SpaceX founder Elon Musk grinned gleefully as he watched the successful launch of the rocket. The billionaire investor whose fortune lies in the success of Paypal, but perhaps most known for his electric car company, Tesla, has apparently sunk hundreds of millions of dollars of his own money into the venture, and so any failure would have come at a great personal cost.
The Falcon Heavy rocket is the second most powerful to launch. It comes second in power to NASA’s Saturn V, the rocket that sent humans successfully hurtling towards the moon, and last launched in 1973. SpaceX claim the: “Falcon Heavy can lift more than twice the payload of the next closest operational vehicle, the Delta IV Heavy, at one-third the cost”. As with other SpaceX rockets the booster stages are designed to be reused. This feature allows for some of the drastic savings needed to make space exploration commercially viable.
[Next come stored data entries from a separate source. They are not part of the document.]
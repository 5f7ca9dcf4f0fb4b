/// Invoice generation
///
/// Turns completed sessions into a [`Payment`]. Each session becomes a line
/// item priced at `duration / 60 * hourly_rate`, a flat 8% tax is added, the
/// next invoice number is drawn and the sessions are marked billed.
///
/// Everything happens in one transaction. The sessions are locked with
/// `FOR UPDATE` before validation and the billed marker is only set on rows
/// that are still unbilled, so a session can never end up on two invoices.
///
/// # Example
///
/// ```no_run
/// use coachhub_shared::billing::{create_invoice, InvoiceRequest};
/// use sqlx::PgPool;
/// use uuid::Uuid;
///
/// # async fn example(pool: PgPool, org: Uuid, coach: Uuid, sessions: Vec<Uuid>) -> Result<(), Box<dyn std::error::Error>> {
/// let payment = create_invoice(&pool, InvoiceRequest::generate(org, coach, sessions)).await?;
/// println!("{} for {}", payment.invoice_number, payment.total_amount);
/// # Ok(())
/// # }
/// ```

use chrono::{DateTime, Duration, Utc};
use rust_decimal::{Decimal, RoundingStrategy};
use sqlx::{PgConnection, PgPool};
use std::collections::HashSet;
use uuid::Uuid;

use crate::models::payment::{LineItem, NewPayment, Payment, PaymentChanges, PaymentStatus};
use crate::models::session::{Session, SessionStatus};
use crate::models::user::User;

/// 8%
pub const TAX_RATE: Decimal = Decimal::from_parts(8, 0, 0, false, 2);

pub const DEFAULT_CURRENCY: &str = "USD";

/// Days between issue and due date
pub const DEFAULT_DUE_DAYS: i64 = 30;

/// 9 999 999 999.99, the largest value of a `NUMERIC(12, 2)` column
pub const MAX_AMOUNT: Decimal = Decimal::from_parts(3_567_587_327, 232, 0, false, 2);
Musk’s hubris and boastful salesmanship has embellished his ventures thus far, and has given his detractors easy ammunition to scorn his ambitions when they’ve not reached their lofty goals. However, watching the Falcon Heavy launch it was hard to dislike him. The synchronous landing of the rocket’s two booster sections was immensely impressive, of beauty even. Watching the launch felt like a momentous occasion, like humanity could fulfil greater goals.
The towering tenacity of it all is one of its most disappointing aspects. This is certainly a new paradigm in space exploration, one in which states are losing to private individuals. Accessed instead by the whims of the super rich. The fact that two tech bros, Musk and Amazon’s Jeff Bezos, are dominant in the private space is telling. The rockets themselves point towards space like gigantic phallic symbols, as toys of men fulfilling childhood fantasies.
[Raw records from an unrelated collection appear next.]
/// Rate limiting for unauthenticated auth endpoints
///
/// Token bucket per client, kept in process memory. Two limiters exist:
///
/// - **auth**: login, refresh and the password reset endpoints share one
///   bucket per client, refilled per minute
/// - **registration**: its own bucket per client, refilled per hour
///
/// # Algorithm
///
/// - Tokens refill at a constant rate up to the bucket capacity
/// - Each request consumes 1 token
/// - Requests are rejected with 429 and `Retry-After` while the bucket is empty
///
/// # Client identity
///
/// The peer address from `ConnectInfo`, else the first `X-Forwarded-For`
/// entry, else a shared `anonymous` bucket. Every client that reaches the
/// router without `ConnectInfo` or a forwarded address therefore shares one
/// limit; serve with `into_make_service_with_connect_info` to avoid that.
///
/// Buckets live in a `std::sync::Mutex<HashMap>`; the lock is never held
/// across an await.
///
/// # Headers
///
/// - `X-RateLimit-Limit`: bucket capacity
/// - `X-RateLimit-Remaining`: whole tokens left after this request
/// - `Retry-After`: seconds to wait (429 responses only)

use crate::app::AppState;
use crate::error::ApiError;
use axum::{
    extract::{ConnectInfo, Request, State},
    http::HeaderValue,
    middleware::Next,
    response::Response,
};
use std::collections::HashMap;
use std::net::SocketAddr;
use std::sync::Mutex;
use std::time::{Duration, Instant};

/// Buckets above this count trigger a sweep of idle, full buckets
const SWEEP_THRESHOLD: usize = 10_000;

/// Rate limit configuration
#[derive(Debug, Clone, Copy, PartialEq)]
pub struct RateLimit {
    /// Maximum tokens in bucket (burst capacity)
    pub bucket_capacity: u32,

    /// Tokens per second
    pub refill_rate: f64,
}

impl RateLimit {
    pub fn per_minute(requests: u32) -> Self {
        Self::over(requests, Duration::from_secs(60))
    }

    pub fn per_hour(requests: u32) -> Self {
        Self::over(requests, Duration::from_secs(3600))
    }

    fn over(requests: u32, window: Duration) -> Self {
        let requests = requests.max(1);
        RateLimit {
            bucket_capacity: requests,
            refill_rate: f64::from(requests) / window.as_secs_f64(),
        }
    }
}

#[derive(Debug, Clone)]
struct TokenBucket {
    tokens: f64,
    last_refill: Instant,
}

impl TokenBucket {
    fn new(capacity: u32, now: Instant) -> Self {
        TokenBucket {
            tokens: f64::from(capacity),
            last_refill: now,
        }
    }

    fn refill(&mut self, rate: f64, capacity: u32, now: Instant) {
        let elapsed = now.saturating_duration_since(self.last_refill).as_secs_f64();
        self.tokens = (self.tokens + elapsed * rate).min(f64::from(capacity));
        self.last_refill = now;
    }

    fn try_consume(&mut self, count: f64) -> bool {
        if self.tokens >= count {
            self.tokens -= count;
            true
        } else {
            false
        }
    }

    fn seconds_until_available(&self, count: f64, rate: f64) -> u64 {
        let deficit = count - self.tokens;
        if deficit <= 0.0 {
            0
        } else {
            (deficit / rate).ceil() as u64
        }
    }
}

/// Outcome of one check
#[derive(Debug, Clone, Copy, PartialEq, Eq)]
pub enum Decision {
    Allowed { remaining: u32 },
    Limited { retry_after: u64 },
}

/// Named set of per-client buckets
#[derive(Debug)]
pub struct RateLimiter {
    name: &'static str,
    limit: RateLimit,
    buckets: Mutex<HashMap<String, TokenBucket>>,
}

impl RateLimiter {
    pub fn new(name: &'static str, limit: RateLimit) -> Self {
        Self {
            name,
            limit,
            buckets: Mutex::new(HashMap::new()),
        }
    }

    pub fn limit(&self) -> RateLimit {
        self.limit
    }

    /// Takes one token from `key`'s bucket.
    pub fn check(&self, key: &str) -> Decision {
        self.check_at(key, Instant::now())
    }

    fn check_at(&self, key: &str, now: Instant) -> Decision {
        let RateLimit {
            bucket_capacity,
            refill_rate,
        } = self.limit;

        // A poisoned map only loses counters; keep serving with it.
        let mut buckets = self
            .buckets
            .lock()
            .unwrap_or_else(|poisoned| poisoned.into_inner());

        if buckets.len() > SWEEP_THRESHOLD {
            buckets.retain(|_, bucket| {
                bucket.refill(refill_rate, bucket_capacity, now);
                bucket.tokens < f64::from(bucket_capacity)
            });
        }

        let bucket = buckets
            .entry(key.to_string())
            .or_insert_with(|| TokenBucket::new(bucket_capacity, now));
        bucket.refill(refill_rate, bucket_capacity, now);

        if bucket.try_consume(1.0) {
            Decision::Allowed {
                remaining: bucket.tokens.floor() as u32,
            }
        } else {
            Decision::Limited {
                retry_after: bucket.seconds_until_available(1.0, refill_rate).max(1),
            }
        }
    }
}

/// Identifies the caller for bucketing
fn client_key(request: &Request) -> String {
    if let Some(ConnectInfo(addr)) = request.extensions().get::<ConnectInfo<SocketAddr>>() {
        return addr.ip().to_string();
    }

    request
        .headers()
        .get("x-forwarded-for")
        .and_then(|v| v.to_str().ok())
        .and_then(|v| v.split(',').next())
        .map(|v| v.trim().to_string())
        .filter(|v| !v.is_empty())
        .unwrap_or_else(|| "anonymous".to_string())
}

async fn enforce(
    limiter: &RateLimiter,
    request: Request,
    next: Next,
    message: &str,
) -> Result<Response, ApiError> {
    let key = client_key(&request);

    match limiter.check(&key) {
        Decision::Allowed { remaining } => {
            let mut response = next.run(request).await;
            let headers = response.headers_mut();
            headers.insert(
                "X-RateLimit-Limit",
                HeaderValue::from(limiter.limit.bucket_capacity),
            );
            headers.insert("X-RateLimit-Remaining", HeaderValue::from(remaining));
            Ok(response)
        }
        Decision::Limited { retry_after } => {
            tracing::warn!(limiter = limiter.name, client = %key, retry_after, "Rate limit exceeded");
            Err(ApiError::RateLimitExceeded {
                retry_after,
                message: format!("{}. Try again in {} seconds", message, retry_after),
            })
        }
    }
}

/// Login, refresh and password reset
pub async fn auth_rate_limit(
    State(state): State<AppState>,
    request: Request,
    next: Next,
) -> Result<Response, ApiError> {
    enforce(
        &state.auth_limiter,
        request,
        next,
        "Too many authentication attempts",
    )
    .await
}

/// Self-registration
pub async fn registration_rate_limit(
    State(state): State<AppState>,
    request: Request,
    next: Next,
) -> Result<Response, ApiError> {
    enforce(
        &state.registration_limiter,
        request,
        next,
        "Too many registration attempts",
    )
    .await
}

#[cfg(test)]
mod tests {
    use super::*;
    use axum::body::Body;

    #[test]
    fn test_rate_limit_windows() {
        let limit = RateLimit::per_minute(10);
        assert_eq!(limit.bucket_capacity, 10);
        assert!((limit.refill_rate - 10.0 / 60.0).abs() < 1e-9);

        let limit = RateLimit::per_hour(5);
        assert_eq!(limit.bucket_capacity, 5);
        assert!((limit.refill_rate - 5.0 / 3600.0).abs() < 1e-9);
    }

    #[test]
    fn test_token_bucket_consume() {
        let mut bucket = TokenBucket::new(10, Instant::now());
        assert!(bucket.try_consume(1.0));
        assert_eq!(bucket.tokens, 9.0);
        assert!(bucket.try_consume(5.0));
        assert_eq!(bucket.tokens, 4.0);
        assert!(!bucket.try_consume(10.0));
        assert_eq!(bucket.tokens, 4.0);
    }

    #[test]
    fn test_token_bucket_refill_capped() {
        let start = Instant::now();
        let mut bucket = TokenBucket {
            tokens: 5.0,
            last_refill: start,
        };

        bucket.refill(1.0, 100, start + Duration::from_secs(10));
        assert!((bucket.tokens - 15.0).abs() < 0.01);

        bucket.refill(1.0, 100, start + Duration::from_secs(1_000));
        assert_eq!(bucket.tokens, 100.0);
    }

    #[test]
    fn test_seconds_until_available() {
        let bucket = TokenBucket {
            tokens: 2.0,
            last_refill: Instant::now(),
        };
        assert_eq!(bucket.seconds_until_available(5.0, 1.0), 3);
        assert_eq!(bucket.seconds_until_available(1.0, 1.0), 0);
    }

    #[test]
    fn test_limiter_blocks_after_capacity_and_recovers() {
        let limiter = RateLimiter::new("auth", RateLimit::per_minute(3));
        let start = Instant::now();

        for expected in [2, 1, 0] {
            assert_eq!(
                limiter.check_at("10.0.0.1", start),
                Decision::Allowed {
                    remaining: expected
                }
            );
        }
        assert_eq!(
            limiter.check_at("10.0.0.1", start),
            Decision::Limited { retry_after: 20 }
        );

        // Other clients are unaffected
        assert!(matches!(
            limiter.check_at("10.0.0.2", start),
            Decision::Allowed { .. }
        ));

        // One token back after 20 seconds
        assert!(matches!(
            limiter.check_at("10.0.0.1", start + Duration::from_secs(20)),
            Decision::Allowed { .. }
        ));
    }

    #[test]
    fn test_client_key_sources() {
        let request = Request::builder()
            .header("x-forwarded-for", "203.0.113.9, 10.0.0.1")
            .body(Body::empty())
            .unwrap();
        assert_eq!(client_key(&request), "203.0.113.9");

        let mut request = Request::builder().body(Body::empty()).unwrap();
        request
            .extensions_mut()
            .insert(ConnectInfo(SocketAddr::from(([192, 0, 2, 1], 4000))));
        assert_eq!(client_key(&request), "192.0.2.1");

        let request = Request::builder().body(Body::empty()).unwrap();
        assert_eq!(client_key(&request), "anonymous");
    }
}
Mind, why would you get into the game of say buying a bigger yacht than the last billionaire when you have personal ambitions to colonise Mars.
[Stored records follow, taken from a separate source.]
/// Password hashing and password policy
///
/// Hashes are Argon2id PHC strings (64 MB memory, 3 passes, 4 lanes).
/// Verification reads the parameters back out of the stored hash, so older
/// hashes keep verifying if the parameters change.
///
/// # Example
///
/// ```
/// use coachhub_shared::auth::password::{hash_password, verify_password};
///
/// # fn example() -> Result<(), Box<dyn std::error::Error>> {
/// let hash = hash_password("Coach!ng2024")?;
/// assert!(verify_password("Coach!ng2024", &hash)?);
/// assert!(!verify_password("coaching2024", &hash)?);
/// # Ok(())
/// # }
/// ```

use argon2::{
    password_hash::{rand_core::OsRng, PasswordHash, PasswordHasher, PasswordVerifier, SaltString},
    Argon2, ParamsBuilder, Version,
};

/// Minimum accepted password length
pub const MIN_PASSWORD_LENGTH: usize = 8;

/// Maximum accepted password length; bounds hashing cost per request
pub const MAX_PASSWORD_LENGTH: usize = 128;

/// Error type for password hashing operations
#[derive(Debug, thiserror::Error)]
pub enum PasswordError {
    #[error("Failed to hash password: {0}")]
    HashError(String),

    #[error("Failed to verify password: {0}")]
    VerifyError(String),

    #[error("Invalid password hash format: {0}")]
    InvalidHash(String),
}

/// A password rejected by [`validate_password_strength`]
#[derive(Debug, Clone, PartialEq, Eq, thiserror::Error)]
pub enum WeakPassword {
    #[error("Password must be at least {MIN_PASSWORD_LENGTH} characters long")]
    TooShort,

    #[error("Password must be at most {MAX_PASSWORD_LENGTH} characters long")]
    TooLong,

    #[error("Password must contain at least one uppercase letter")]
    MissingUppercase,

    #[error("Password must contain at least one lowercase letter")]
    MissingLowercase,

    #[error("Password must contain at least one digit")]
    MissingDigit,

    #[error("Password must contain at least one special character")]
    MissingSpecial,
}

fn argon2() -> Result<Argon2<'static>, PasswordError> {
    let params = ParamsBuilder::new()
        .m_cost(65536)
        .t_cost(3)
        .p_cost(4)
        .output_len(32)
        .build()
        .map_err(|e| PasswordError::HashError(format!("Invalid parameters: {}", e)))?;

    Ok(Argon2::new(argon2::Algorithm::Argon2id, Version::V0x13, params))
}

/// Hashes `password` with a fresh random salt.
///
/// # Errors
///
/// Returns `PasswordError::HashError` if hashing fails.
pub fn hash_password(password: &str) -> Result<String, PasswordError> {
    let salt = SaltString::generate(&mut OsRng);

    let hash = argon2()?
        .hash_password(password.as_bytes(), &salt)
        .map_err(|e| PasswordError::HashError(format!("Hash generation failed: {}", e)))?;

    Ok(hash.to_string())
}

/// Checks `password` against a stored PHC hash.
///
/// Returns `Ok(false)` for a wrong password and an error only when the
/// stored hash itself is unusable.
pub fn verify_password(password: &str, hash: &str) -> Result<bool, PasswordError> {
    let parsed = PasswordHash::new(hash)
        .map_err(|e| PasswordError::InvalidHash(format!("Failed to parse hash: {}", e)))?;

    match Argon2::default().verify_password(password.as_bytes(), &parsed) {
        Ok(()) => Ok(true),
        Err(argon2::password_hash::Error::Password) => Ok(false),
        Err(e) => Err(PasswordError::VerifyError(format!("Verification failed: {}", e))),
    }
}

/// Enforces the password policy used at registration, user creation and
/// password reset.
pub fn validate_password_strength(password: &str) -> Result<(), WeakPassword> {
    let length = password.chars().count();
    if length < MIN_PASSWORD_LENGTH {
        return Err(WeakPassword::TooShort);
    }
    if length > MAX_PASSWORD_LENGTH {
        return Err(WeakPassword::TooLong);
    }
    if !password.chars().any(char::is_uppercase) {
        return Err(WeakPassword::MissingUppercase);
    }
    if !password.chars().any(char::is_lowercase) {
        return Err(WeakPassword::MissingLowercase);
    }
    if !password.chars().any(|c| c.is_ascii_digit()) {
        return Err(WeakPassword::MissingDigit);
    }
    if password.chars().all(char::is_alphanumeric) {
        return Err(WeakPassword::MissingSpecial);
    }

    Ok(())
}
Back on the ground both men are regularly accused of exploiting workers in pursuit of their enormous wealth. Whether that’s on Tesla’s factory floor, or in Amazon’s dehumanising warehouses. Making the foundation of this new frontier anything but new. It instead builds upon technology that allows for the increasing alienation of workers in pursuit of their profits.
When looking up towards the stars and the endless possibilities of space it’s also easy to forget the state of the world we currently live in, and the problems we face at home.
Far beyond the confines of earth the rules are changing. Private individuals are breaking government monopolies, and one man alone has the vision and the capital to send humans to Mars – which he may well achieve. The mastery of space is becoming privatised, and this is something we should question. Should we, as humans living on a common planet, have more of a say over our collective futures, should we not have more of a say over the science and technology that is such a defining feature of our modern lives, and if so, how?
Of course these new forms of technopolitics go far beyond rockets. But if humanity is going to boldly go where we haven’t been before then surely we should have collective say in how we go about it, and what the rules should be when we get there.